Вот уж не думал раньше, что счастье — за всю жизнь самое острое — в больничной палате меня ждет! Единственное уже место на земле, где именно я конкретно нужен! И даже — незаменим! В других уже всех местах — например, в вагоне с виагрой — кем угодно я заменим. А тут — единственный, кто сделает все… чем другие брезгуют. Только я могу! И абсолютно, кстати, не брезгую. Котлеты, кстати, делись куда-то с тарелок. Собачка? Лишь присохшие макароны остались — а это вообще ерунда!
Пошел. Побежал почти. С пирамидой тарелок — к туалетам. Тут мелькнула смешная мысль: может, с ее тарелками надо в женский? Да нет, все равно надо в мужской! — усмехнулся. Вот уж не чаял никогда, что возле больничных туалетов радоваться буду!
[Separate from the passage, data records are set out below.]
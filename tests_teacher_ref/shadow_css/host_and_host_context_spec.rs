//! Host and Host Context Tests
//!
//! Corresponds to packages/compiler/test/shadow_css/host_and_host_context_spec.ts
//! All test cases match exactly with TypeScript version

mod utils;
use utils::{assert_equal_css, shim};

#[test]
fn should_handle_no_context() {
    assert_equal_css(&shim(":host {}", "contenta", "a-host"), "[a-host] {}");
}

#[test]
fn should_handle_tag_selector() {
    assert_equal_css(&shim(":host(ul) {}", "contenta", "a-host"), "ul[a-host] {}");
}

#[test]
fn should_handle_class_selector() {
    assert_equal_css(&shim(":host(.x) {}", "contenta", "a-host"), ".x[a-host] {}");
}

#[test]
fn should_handle_attribute_selector() {
    assert_equal_css(
        &shim(":host([a=\"b\"]) {}", "contenta", "a-host"),
        "[a=\"b\"][a-host] {}",
    );
    assert_equal_css(
        &shim(":host([a=b]) {}", "contenta", "a-host"),
        "[a=b][a-host] {}",
    );
}

#[test]
fn should_handle_attribute_and_next_operator_without_spaces() {
    assert_equal_css(
        &shim(":host[foo]>div {}", "contenta", "a-host"),
        "[foo][a-host] > div[contenta] {}",
    );
}

// Note: xit test skipped - "should handle host with escaped class selector"
// This test is known to not pass in TypeScript version

#[test]
fn should_handle_multiple_tag_selectors() {
    assert_equal_css(
        &shim(":host(ul,li) {}", "contenta", "a-host"),
        "ul[a-host], li[a-host] {}",
    );
    assert_equal_css(
        &shim(":host(ul,li) > .z {}", "contenta", "a-host"),
        "ul[a-host] > .z[contenta], li[a-host] > .z[contenta] {}",
    );
}

#[test]
fn should_handle_compound_class_selectors() {
    assert_equal_css(
        &shim(":host(.a.b) {}", "contenta", "a-host"),
        ".a.b[a-host] {}",
    );
}

#[test]
fn should_handle_multiple_class_selectors() {
    assert_equal_css(
        &shim(":host(.x,.y) {}", "contenta", "a-host"),
        ".x[a-host], .y[a-host] {}",
    );
    assert_equal_css(
        &shim(":host(.x,.y) > .z {}", "contenta", "a-host"),
        ".x[a-host] > .z[contenta], .y[a-host] > .z[contenta] {}",
    );
}

#[test]
fn should_handle_multiple_attribute_selectors() {
    assert_equal_css(
        &shim(":host([a=\"b\"],[c=d]) {}", "contenta", "a-host"),
        "[a=\"b\"][a-host], [c=d][a-host] {}",
    );
}

#[test]
fn should_handle_pseudo_selectors() {
    assert_equal_css(
        &shim(":host(:before) {}", "contenta", "a-host"),
        "[a-host]:before {}",
    );
    assert_equal_css(
        &shim(":host:before {}", "contenta", "a-host"),
        "[a-host]:before {}",
    );
    assert_equal_css(
        &shim(":host:nth-child(8n+1) {}", "contenta", "a-host"),
        "[a-host]:nth-child(8n+1) {}",
    );
    assert_equal_css(
        &shim(
            ":host(:nth-child(3n of :not(p, a))) {}",
            "contenta",
            "a-host",
        ),
        "[a-host]:nth-child(3n of :not(p, a)) {}",
    );
    assert_equal_css(
        &shim(":host:nth-of-type(8n+1) {}", "contenta", "a-host"),
        "[a-host]:nth-of-type(8n+1) {}",
    );
    assert_equal_css(
        &shim(":host(.class):before {}", "contenta", "a-host"),
        ".class[a-host]:before {}",
    );
    assert_equal_css(
        &shim(":host.class:before {}", "contenta", "a-host"),
        ".class[a-host]:before {}",
    );
    assert_equal_css(
        &shim(":host(:not(p)):before {}", "contenta", "a-host"),
        "[a-host]:not(p):before {}",
    );
    assert_equal_css(
        &shim(":host(:not(:has(p))) {}", "contenta", "a-host"),
        "[a-host]:not(:has(p)) {}",
    );
    assert_equal_css(
        &shim(":host:not(:host.foo) {}", "contenta", "a-host"),
        "[a-host]:not([a-host].foo) {}",
    );
    assert_equal_css(
        &shim(":host:not(.foo:host) {}", "contenta", "a-host"),
        "[a-host]:not(.foo[a-host]) {}",
    );
    assert_equal_css(
        &shim(":host:not(:host.foo, :host.bar) {}", "contenta", "a-host"),
        "[a-host]:not([a-host].foo, .bar[a-host]) {}",
    );
    assert_equal_css(
        &shim(":host:not(:host.foo, .bar :host) {}", "contenta", "a-host"),
        "[a-host]:not([a-host].foo, .bar [a-host]) {}",
    );
    assert_equal_css(
        &shim(":host:not(.foo, .bar) {}", "contenta", "a-host"),
        "[a-host]:not(.foo, .bar) {}",
    );
    assert_equal_css(
        &shim(":host:not(:has(p, a)) {}", "contenta", "a-host"),
        "[a-host]:not(:has(p, a)) {}",
    );
    assert_equal_css(
        &shim(":host(:not(.foo, .bar)) {}", "contenta", "a-host"),
        "[a-host]:not(.foo, .bar) {}",
    );
    assert_equal_css(
        &shim(
            ":host:has(> child-element:not(.foo)) {}",
            "contenta",
            "a-host",
        ),
        "[a-host]:has(> child-element:not(.foo)) {}",
    );
}

// see b/63672152
#[test]
fn should_handle_unexpected_selectors_in_the_most_reasonable_way() {
    assert_equal_css(&shim("cmp:host {}", "contenta", "a-host"), "cmp[a-host] {}");
    assert_equal_css(
        &shim("cmp:host >>> {}", "contenta", "a-host"),
        "cmp[a-host] {}",
    );
    assert_equal_css(
        &shim("cmp:host child {}", "contenta", "a-host"),
        "cmp[a-host] child[contenta] {}",
    );
    assert_equal_css(
        &shim("cmp:host >>> child {}", "contenta", "a-host"),
        "cmp[a-host] child {}",
    );
    assert_equal_css(
        &shim("cmp :host {}", "contenta", "a-host"),
        "cmp [a-host] {}",
    );
    assert_equal_css(
        &shim("cmp :host >>> {}", "contenta", "a-host"),
        "cmp [a-host] {}",
    );
    assert_equal_css(
        &shim("cmp :host child {}", "contenta", "a-host"),
        "cmp [a-host] child[contenta] {}",
    );
    assert_equal_css(
        &shim("cmp :host >>> child {}", "contenta", "a-host"),
        "cmp [a-host] child {}",
    );
}

#[test]
fn should_support_newlines_in_the_same_selector_and_content() {
    let selector = ".foo:not(
        :host) {
          background-color:
            green;
      }";
    assert_equal_css(
        &shim(selector, "contenta", "a-host"),
        ".foo[contenta]:not( [a-host]) { background-color:green;}",
    );
}

#[test]
fn should_transform_host_context_with_pseudo_selectors() {
    assert_equal_css(
        &shim(":host-context(backdrop:not(.borderless)) .backdrop {}", "contenta", "hosta"),
        "backdrop:not(.borderless)[hosta] .backdrop[contenta], backdrop:not(.borderless) [hosta] .backdrop[contenta] {}",
    );
    assert_equal_css(
        &shim(":where(:host-context(backdrop)) {}", "contenta", "hosta"),
        ":where(backdrop[hosta]), :where(backdrop [hosta]) {}",
    );
    assert_equal_css(
        &shim(
            ":where(:host-context(outer1)) :host(bar) {}",
            "contenta",
            "hosta",
        ),
        ":where(outer1) bar[hosta] {}",
    );
    assert_equal_css(
        &shim(":where(:host-context(.one)) :where(:host-context(.two)) {}", "contenta", "a-host"),
        ":where(.one.two[a-host]), :where(.one.two [a-host]), :where(.one .two[a-host]), :where(.one .two [a-host]), :where(.two .one[a-host]), :where(.two .one [a-host]) {}",
    );
    assert_equal_css(
        &shim(":where(:host-context(backdrop)) .foo ~ .bar {}", "contenta", "hosta"),
        ":where(backdrop[hosta]) .foo[contenta] ~ .bar[contenta], :where(backdrop [hosta]) .foo[contenta] ~ .bar[contenta] {}",
    );
    assert_equal_css(
        &shim(
            ":where(:host-context(backdrop)) :host {}",
            "contenta",
            "hosta",
        ),
        ":where(backdrop) [hosta] {}",
    );
    assert_equal_css(
        &shim(
            "div:where(:host-context(backdrop)) :host {}",
            "contenta",
            "hosta",
        ),
        "div:where(backdrop) [hosta] {}",
    );
}

#[test]
fn should_transform_host_context_with_nested_pseudo_selectors() {
    assert_equal_css(
        &shim(
            ":host-context(:where(.foo:not(.bar))) {}",
            "contenta",
            "hosta",
        ),
        ":where(.foo:not(.bar))[hosta], :where(.foo:not(.bar)) [hosta] {}",
    );
    assert_equal_css(
        &shim(":host-context(:is(.foo:not(.bar))) {}", "contenta", "hosta"),
        ":is(.foo:not(.bar))[hosta], :is(.foo:not(.bar)) [hosta] {}",
    );
    assert_equal_css(
        &shim(":host-context(:where(.foo:not(.bar, .baz))) .inner {}", "contenta", "hosta"),
        ":where(.foo:not(.bar, .baz))[hosta] .inner[contenta], :where(.foo:not(.bar, .baz)) [hosta] .inner[contenta] {}",
    );
}

#[test]
fn should_handle_tag_selector_host_context() {
    assert_equal_css(
        &shim(":host-context(div) {}", "contenta", "a-host"),
        "div[a-host], div [a-host] {}",
    );
    assert_equal_css(
        &shim(":host-context(ul) > .y {}", "contenta", "a-host"),
        "ul[a-host] > .y[contenta], ul [a-host] > .y[contenta] {}",
    );
}

#[test]
fn should_handle_class_selector_host_context() {
    assert_equal_css(
        &shim(":host-context(.x) {}", "contenta", "a-host"),
        ".x[a-host], .x [a-host] {}",
    );
    assert_equal_css(
        &shim(":host-context(.x) > .y {}", "contenta", "a-host"),
        ".x[a-host] > .y[contenta], .x [a-host] > .y[contenta] {}",
    );
}

#[test]
fn should_handle_attribute_selector_host_context() {
    assert_equal_css(
        &shim(":host-context([a=\"b\"]) {}", "contenta", "a-host"),
        "[a=\"b\"][a-host], [a=\"b\"] [a-host] {}",
    );
    assert_equal_css(
        &shim(":host-context([a=b]) {}", "contenta", "a-host"),
        "[a=b][a-host], [a=b] [a-host] {}",
    );
}

#[test]
fn should_handle_multiple_host_context_selectors() {
    assert_equal_css(
        &shim(":host-context(.one):host-context(.two) {}", "contenta", "a-host"),
        ".one.two[a-host], .one.two [a-host], .one .two[a-host], .one .two [a-host], .two .one[a-host], .two .one [a-host] {}",
    );

    // Test with 3 selectors - very long expected string
    let expected = ".X.Y.Z[a-host], .X.Y.Z [a-host], .X.Y .Z[a-host], .X.Y .Z [a-host], .X.Z .Y[a-host], .X.Z .Y [a-host], .X .Y.Z[a-host], .X .Y.Z [a-host], .X .Y .Z[a-host], .X .Y .Z [a-host], .X .Z .Y[a-host], .X .Z .Y [a-host], .Y.Z .X[a-host], .Y.Z .X [a-host], .Y .Z .X[a-host], .Y .Z .X [a-host], .Z .Y .X[a-host], .Z .Y .X [a-host] {}";
    assert_equal_css(
        &shim(
            ":host-context(.X):host-context(.Y):host-context(.Z) {}",
            "contenta",
            "a-host",
        ),
        expected,
    );
}

#[test]
fn should_handle_host_context_with_no_ancestor_selectors() {
    assert_equal_css(
        &shim(":host-context .inner {}", "contenta", "a-host"),
        "[a-host] .inner[contenta] {}",
    );
    assert_equal_css(
        &shim(":host-context() .inner {}", "contenta", "a-host"),
        "[a-host] .inner[contenta] {}",
    );
    assert_equal_css(
        &shim(":host-context :host-context(.a) {}", "contenta", "host-a"),
        ".a[host-a], .a [host-a] {}",
    );
}

#[test]
fn should_handle_selectors_host_context() {
    assert_equal_css(
        &shim(":host-context(.one,.two) .inner {}", "contenta", "a-host"),
        ".one[a-host] .inner[contenta], .one [a-host] .inner[contenta], .two[a-host] .inner[contenta], .two [a-host] .inner[contenta] {}",
    );
}

#[test]
fn should_handle_host_context_with_comma_separated_child_selector() {
    assert_equal_css(
        &shim(":host-context(.foo) a:not(.a, .b) {}", "contenta", "a-host"),
        ".foo[a-host] a[contenta]:not(.a, .b), .foo [a-host] a[contenta]:not(.a, .b) {}",
    );
    assert_equal_css(
        &shim(
            ":host-context(.foo) a:not([a], .b), .bar, :host-context(.baz) a:not([c], .d) {}",
            "contenta",
            "a-host",
        ),
        ".foo[a-host] a[contenta]:not([a], .b), .foo [a-host] a[contenta]:not([a], .b), .bar[contenta], .baz[a-host] a[contenta]:not([c], .d), .baz [a-host] a[contenta]:not([c], .d) {}",
    );
}

#[test]
fn should_handle_selectors_on_the_same_element() {
    assert_equal_css(
        &shim(":host-context(div):host(.x) > .y {}", "contenta", "a-host"),
        "div.x[a-host] > .y[contenta] {}",
    );
}

#[test]
fn should_handle_no_selector_host() {
    assert_equal_css(
        &shim(":host:host-context(.one) {}", "contenta", "a-host"),
        ".one[a-host][a-host], .one [a-host] {}",
    );
    assert_equal_css(
        &shim(":host-context(.one) :host {}", "contenta", "a-host"),
        ".one [a-host] {}",
    );
}

#[test]
fn should_handle_selectors_on_different_elements() {
    assert_equal_css(
        &shim(":host-context(div) :host(.x) > .y {}", "contenta", "a-host"),
        "div .x[a-host] > .y[contenta] {}",
    );
    assert_equal_css(
        &shim(
            ":host-context(div) > :host(.x) > .y {}",
            "contenta",
            "a-host",
        ),
        "div > .x[a-host] > .y[contenta] {}",
    );
}

#[test]
fn should_parse_multiple_rules_containing_host_context_and_host() {
    let input = "
            :host-context(outer1) :host(bar) {}
            :host-context(outer2) :host(foo) {}
        ";
    assert_equal_css(
        &shim(input, "contenta", "a-host"),
        "outer1 bar[a-host] {} outer2 foo[a-host] {}",
    );
}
Но не припомню, где в последнее время такое счастье испытал. На поправку идут дела! И какие люди тут чудесные — ту же молодую сестричку взять или соседку, интеллигентную даму. Понимает все, деликатно сочувствует. Тут же из туалета вышел старичок, увидел меня, радостно засуетился, дверь придерживал, пока я с тарелками входил. Чудесно — и он тоже свое место нашел, где в его годы полезен может быть и даже приятен! Больничный рай? Как переход к раю настоящему? Скинул крышку с ведра, стал туда с тарелок соскребать ложкой. Да, состав мусора тут разнообразный: прогорклые окурки, тампоны окровавленные, чьи-то трусы обкаканные. Жадно вдохнул. Привыкай, не стесняйся. Третье дыхание твое, может быть, самое глубокое.